*WORK INSTRUCTION*:
Note how many lines in these entries contain "Display", and reply with that number alone.

[Saved data entries]
--------------------

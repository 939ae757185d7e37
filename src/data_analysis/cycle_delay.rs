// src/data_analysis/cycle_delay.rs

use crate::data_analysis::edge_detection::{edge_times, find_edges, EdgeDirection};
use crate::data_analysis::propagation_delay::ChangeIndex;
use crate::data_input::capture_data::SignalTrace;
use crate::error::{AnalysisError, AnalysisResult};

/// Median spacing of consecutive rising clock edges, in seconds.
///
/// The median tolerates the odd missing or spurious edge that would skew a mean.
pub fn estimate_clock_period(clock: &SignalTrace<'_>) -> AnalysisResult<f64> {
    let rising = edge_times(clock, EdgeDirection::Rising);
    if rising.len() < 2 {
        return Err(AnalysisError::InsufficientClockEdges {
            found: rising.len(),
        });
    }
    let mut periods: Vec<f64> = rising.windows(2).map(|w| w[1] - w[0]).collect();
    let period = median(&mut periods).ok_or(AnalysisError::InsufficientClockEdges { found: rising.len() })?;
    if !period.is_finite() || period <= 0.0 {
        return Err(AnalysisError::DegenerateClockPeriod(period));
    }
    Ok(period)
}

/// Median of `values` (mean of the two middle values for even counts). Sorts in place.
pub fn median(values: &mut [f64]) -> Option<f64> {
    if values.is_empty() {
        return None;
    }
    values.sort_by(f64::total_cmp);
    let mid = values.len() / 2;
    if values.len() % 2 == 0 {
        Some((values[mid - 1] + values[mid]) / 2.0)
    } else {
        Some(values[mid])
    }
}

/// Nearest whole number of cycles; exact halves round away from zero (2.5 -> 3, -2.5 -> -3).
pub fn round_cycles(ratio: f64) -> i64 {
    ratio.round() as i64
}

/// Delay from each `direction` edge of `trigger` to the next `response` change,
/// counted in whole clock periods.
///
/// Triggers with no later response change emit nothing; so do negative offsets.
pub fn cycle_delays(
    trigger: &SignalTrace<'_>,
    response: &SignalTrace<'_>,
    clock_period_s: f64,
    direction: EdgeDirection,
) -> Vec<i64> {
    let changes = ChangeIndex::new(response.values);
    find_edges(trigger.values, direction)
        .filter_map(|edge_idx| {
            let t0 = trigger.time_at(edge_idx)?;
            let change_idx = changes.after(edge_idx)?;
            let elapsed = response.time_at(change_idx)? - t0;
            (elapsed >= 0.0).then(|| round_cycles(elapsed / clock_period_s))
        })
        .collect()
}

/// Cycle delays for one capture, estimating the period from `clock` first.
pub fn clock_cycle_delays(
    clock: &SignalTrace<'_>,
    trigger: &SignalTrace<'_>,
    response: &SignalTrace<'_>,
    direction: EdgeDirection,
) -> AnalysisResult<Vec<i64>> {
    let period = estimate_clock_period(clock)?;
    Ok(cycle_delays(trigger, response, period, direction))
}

--------------------

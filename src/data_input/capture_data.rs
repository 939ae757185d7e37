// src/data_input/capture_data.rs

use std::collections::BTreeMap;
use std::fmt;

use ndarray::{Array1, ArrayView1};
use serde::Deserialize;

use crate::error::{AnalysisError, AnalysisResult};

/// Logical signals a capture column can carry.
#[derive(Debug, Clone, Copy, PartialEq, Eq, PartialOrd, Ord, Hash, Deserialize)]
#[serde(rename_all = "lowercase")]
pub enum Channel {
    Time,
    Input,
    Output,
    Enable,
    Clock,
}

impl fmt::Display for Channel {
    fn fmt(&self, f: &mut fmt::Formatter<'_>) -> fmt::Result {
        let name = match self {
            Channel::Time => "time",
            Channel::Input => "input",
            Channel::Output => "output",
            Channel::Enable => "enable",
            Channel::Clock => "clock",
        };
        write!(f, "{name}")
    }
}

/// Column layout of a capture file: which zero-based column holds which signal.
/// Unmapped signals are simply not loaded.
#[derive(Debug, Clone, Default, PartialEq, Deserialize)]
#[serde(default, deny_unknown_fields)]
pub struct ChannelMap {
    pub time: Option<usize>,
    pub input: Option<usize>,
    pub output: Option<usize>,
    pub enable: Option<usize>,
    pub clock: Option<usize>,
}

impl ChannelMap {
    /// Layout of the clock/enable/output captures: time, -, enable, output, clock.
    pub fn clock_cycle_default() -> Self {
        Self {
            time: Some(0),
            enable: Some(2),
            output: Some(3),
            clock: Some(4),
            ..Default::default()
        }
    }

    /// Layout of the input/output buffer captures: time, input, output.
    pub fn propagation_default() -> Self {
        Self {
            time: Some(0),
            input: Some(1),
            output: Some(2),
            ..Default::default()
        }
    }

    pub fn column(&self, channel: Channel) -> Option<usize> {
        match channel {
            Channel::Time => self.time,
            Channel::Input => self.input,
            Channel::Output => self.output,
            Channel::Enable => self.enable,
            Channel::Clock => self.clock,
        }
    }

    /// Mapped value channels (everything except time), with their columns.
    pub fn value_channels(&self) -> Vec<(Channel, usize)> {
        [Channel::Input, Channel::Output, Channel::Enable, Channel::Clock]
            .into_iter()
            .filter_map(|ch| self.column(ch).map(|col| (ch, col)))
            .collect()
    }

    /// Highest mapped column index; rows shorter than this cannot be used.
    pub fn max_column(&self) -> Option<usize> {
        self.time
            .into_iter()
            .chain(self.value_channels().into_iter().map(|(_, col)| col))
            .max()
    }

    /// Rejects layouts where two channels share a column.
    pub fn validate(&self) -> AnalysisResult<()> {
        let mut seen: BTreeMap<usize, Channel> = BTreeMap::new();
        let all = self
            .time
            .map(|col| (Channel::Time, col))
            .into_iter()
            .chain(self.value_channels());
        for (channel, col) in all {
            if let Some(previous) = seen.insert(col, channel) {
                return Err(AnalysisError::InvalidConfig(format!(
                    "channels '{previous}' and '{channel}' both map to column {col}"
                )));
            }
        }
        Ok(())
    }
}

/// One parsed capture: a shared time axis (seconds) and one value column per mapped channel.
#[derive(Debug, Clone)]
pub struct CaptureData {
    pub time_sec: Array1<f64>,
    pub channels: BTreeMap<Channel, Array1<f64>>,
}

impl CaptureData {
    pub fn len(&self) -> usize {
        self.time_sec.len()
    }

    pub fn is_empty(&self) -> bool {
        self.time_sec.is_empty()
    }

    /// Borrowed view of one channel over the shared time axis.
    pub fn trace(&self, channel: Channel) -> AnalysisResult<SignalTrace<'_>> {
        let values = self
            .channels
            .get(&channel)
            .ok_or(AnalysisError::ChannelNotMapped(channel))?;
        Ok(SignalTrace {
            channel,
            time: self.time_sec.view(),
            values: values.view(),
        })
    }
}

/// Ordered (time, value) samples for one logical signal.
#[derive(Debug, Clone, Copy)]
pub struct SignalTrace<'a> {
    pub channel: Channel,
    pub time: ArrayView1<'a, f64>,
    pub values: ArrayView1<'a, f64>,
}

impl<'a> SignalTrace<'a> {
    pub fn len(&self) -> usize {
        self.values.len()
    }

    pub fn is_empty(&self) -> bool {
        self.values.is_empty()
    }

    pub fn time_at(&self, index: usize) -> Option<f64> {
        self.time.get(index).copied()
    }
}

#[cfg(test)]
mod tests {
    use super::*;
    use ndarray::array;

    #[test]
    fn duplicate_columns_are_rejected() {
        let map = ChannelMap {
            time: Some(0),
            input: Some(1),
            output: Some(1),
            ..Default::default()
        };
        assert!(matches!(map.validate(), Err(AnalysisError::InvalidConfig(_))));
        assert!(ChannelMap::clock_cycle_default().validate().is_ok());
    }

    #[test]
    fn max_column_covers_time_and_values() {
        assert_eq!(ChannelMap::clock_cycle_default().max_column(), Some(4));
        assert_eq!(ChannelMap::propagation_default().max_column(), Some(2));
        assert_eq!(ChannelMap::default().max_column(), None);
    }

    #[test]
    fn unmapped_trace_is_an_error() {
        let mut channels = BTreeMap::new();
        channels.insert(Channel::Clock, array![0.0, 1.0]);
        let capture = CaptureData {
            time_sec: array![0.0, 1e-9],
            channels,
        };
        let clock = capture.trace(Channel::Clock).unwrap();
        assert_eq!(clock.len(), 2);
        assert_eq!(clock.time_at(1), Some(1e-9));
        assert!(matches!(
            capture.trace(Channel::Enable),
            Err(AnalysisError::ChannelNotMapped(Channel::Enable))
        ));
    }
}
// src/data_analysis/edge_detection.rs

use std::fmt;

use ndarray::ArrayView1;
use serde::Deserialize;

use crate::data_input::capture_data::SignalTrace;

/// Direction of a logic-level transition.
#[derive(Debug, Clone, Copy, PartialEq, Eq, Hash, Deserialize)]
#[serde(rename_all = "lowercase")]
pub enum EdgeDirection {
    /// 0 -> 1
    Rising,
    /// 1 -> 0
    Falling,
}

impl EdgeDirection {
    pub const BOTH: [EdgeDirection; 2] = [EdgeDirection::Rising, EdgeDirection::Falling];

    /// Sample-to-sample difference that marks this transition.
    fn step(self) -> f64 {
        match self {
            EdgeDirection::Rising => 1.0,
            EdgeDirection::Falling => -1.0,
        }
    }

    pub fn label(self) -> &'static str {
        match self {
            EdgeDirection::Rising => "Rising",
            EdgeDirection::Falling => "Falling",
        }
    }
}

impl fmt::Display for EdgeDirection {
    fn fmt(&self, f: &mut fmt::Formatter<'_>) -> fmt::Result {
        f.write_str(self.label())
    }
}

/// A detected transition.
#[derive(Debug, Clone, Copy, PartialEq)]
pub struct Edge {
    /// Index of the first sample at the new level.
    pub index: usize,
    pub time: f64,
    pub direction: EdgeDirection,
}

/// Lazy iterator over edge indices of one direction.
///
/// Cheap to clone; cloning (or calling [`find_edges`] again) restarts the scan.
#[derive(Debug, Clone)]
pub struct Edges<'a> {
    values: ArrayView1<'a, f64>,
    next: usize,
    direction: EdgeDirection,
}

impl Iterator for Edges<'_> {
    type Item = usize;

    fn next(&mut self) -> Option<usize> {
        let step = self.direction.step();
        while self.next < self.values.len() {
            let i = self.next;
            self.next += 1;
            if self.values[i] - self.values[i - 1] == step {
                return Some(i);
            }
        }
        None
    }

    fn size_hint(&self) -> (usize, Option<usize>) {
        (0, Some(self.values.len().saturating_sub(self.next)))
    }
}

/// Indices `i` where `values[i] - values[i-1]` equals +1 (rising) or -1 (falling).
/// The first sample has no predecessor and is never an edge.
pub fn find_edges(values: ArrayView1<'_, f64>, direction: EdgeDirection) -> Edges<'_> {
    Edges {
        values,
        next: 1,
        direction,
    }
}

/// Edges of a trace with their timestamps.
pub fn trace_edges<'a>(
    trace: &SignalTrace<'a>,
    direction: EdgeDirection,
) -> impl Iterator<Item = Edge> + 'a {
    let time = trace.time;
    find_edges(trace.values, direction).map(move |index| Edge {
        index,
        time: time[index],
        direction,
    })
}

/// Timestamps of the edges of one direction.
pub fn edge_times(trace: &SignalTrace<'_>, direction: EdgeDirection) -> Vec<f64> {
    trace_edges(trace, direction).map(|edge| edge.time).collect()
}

--------------------

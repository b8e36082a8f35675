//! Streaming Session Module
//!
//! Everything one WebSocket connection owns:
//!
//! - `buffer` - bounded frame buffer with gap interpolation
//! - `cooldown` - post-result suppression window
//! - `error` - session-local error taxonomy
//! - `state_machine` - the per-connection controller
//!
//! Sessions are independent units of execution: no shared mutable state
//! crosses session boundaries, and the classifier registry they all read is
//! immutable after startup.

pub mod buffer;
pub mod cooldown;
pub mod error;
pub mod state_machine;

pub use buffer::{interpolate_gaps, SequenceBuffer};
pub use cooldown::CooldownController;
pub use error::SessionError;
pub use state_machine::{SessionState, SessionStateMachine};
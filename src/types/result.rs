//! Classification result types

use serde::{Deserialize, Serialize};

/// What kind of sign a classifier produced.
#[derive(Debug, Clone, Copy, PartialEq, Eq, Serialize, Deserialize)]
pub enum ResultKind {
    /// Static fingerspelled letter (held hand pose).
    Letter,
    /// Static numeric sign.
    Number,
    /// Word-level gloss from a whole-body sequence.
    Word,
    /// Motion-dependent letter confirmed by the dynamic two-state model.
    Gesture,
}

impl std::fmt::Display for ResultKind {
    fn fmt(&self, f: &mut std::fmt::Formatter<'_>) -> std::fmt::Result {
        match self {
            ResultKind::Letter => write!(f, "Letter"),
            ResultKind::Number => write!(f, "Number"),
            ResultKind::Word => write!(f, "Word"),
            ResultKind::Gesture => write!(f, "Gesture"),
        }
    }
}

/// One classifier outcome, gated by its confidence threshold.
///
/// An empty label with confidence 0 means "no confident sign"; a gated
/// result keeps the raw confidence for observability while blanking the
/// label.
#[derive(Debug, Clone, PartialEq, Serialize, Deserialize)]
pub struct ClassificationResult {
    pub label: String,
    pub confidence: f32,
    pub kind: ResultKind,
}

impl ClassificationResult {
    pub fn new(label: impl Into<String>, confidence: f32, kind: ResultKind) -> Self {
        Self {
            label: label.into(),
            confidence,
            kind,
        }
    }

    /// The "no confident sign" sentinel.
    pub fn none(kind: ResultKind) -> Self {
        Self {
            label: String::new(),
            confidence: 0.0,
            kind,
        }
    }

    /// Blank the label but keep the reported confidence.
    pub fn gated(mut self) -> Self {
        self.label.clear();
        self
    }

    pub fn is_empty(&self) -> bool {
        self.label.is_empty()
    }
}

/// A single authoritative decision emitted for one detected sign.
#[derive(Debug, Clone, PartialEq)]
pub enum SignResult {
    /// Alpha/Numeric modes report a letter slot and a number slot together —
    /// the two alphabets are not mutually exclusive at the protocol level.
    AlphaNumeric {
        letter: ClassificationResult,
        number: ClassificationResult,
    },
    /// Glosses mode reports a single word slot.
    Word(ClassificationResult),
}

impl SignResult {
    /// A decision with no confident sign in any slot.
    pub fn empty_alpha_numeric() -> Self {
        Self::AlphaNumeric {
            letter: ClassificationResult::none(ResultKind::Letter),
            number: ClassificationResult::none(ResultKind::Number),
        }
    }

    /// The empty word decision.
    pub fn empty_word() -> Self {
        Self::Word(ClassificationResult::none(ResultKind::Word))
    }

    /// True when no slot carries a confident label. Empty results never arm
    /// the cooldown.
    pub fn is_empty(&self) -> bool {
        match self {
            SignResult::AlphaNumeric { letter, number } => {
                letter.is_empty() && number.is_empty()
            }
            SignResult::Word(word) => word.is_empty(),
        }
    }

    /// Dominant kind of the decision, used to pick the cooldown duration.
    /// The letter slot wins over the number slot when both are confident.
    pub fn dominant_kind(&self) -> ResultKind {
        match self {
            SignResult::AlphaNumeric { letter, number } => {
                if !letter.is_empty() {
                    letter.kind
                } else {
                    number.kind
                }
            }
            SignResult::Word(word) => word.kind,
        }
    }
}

--------------------

*ANSWER TO THIS PROBLEM*:
3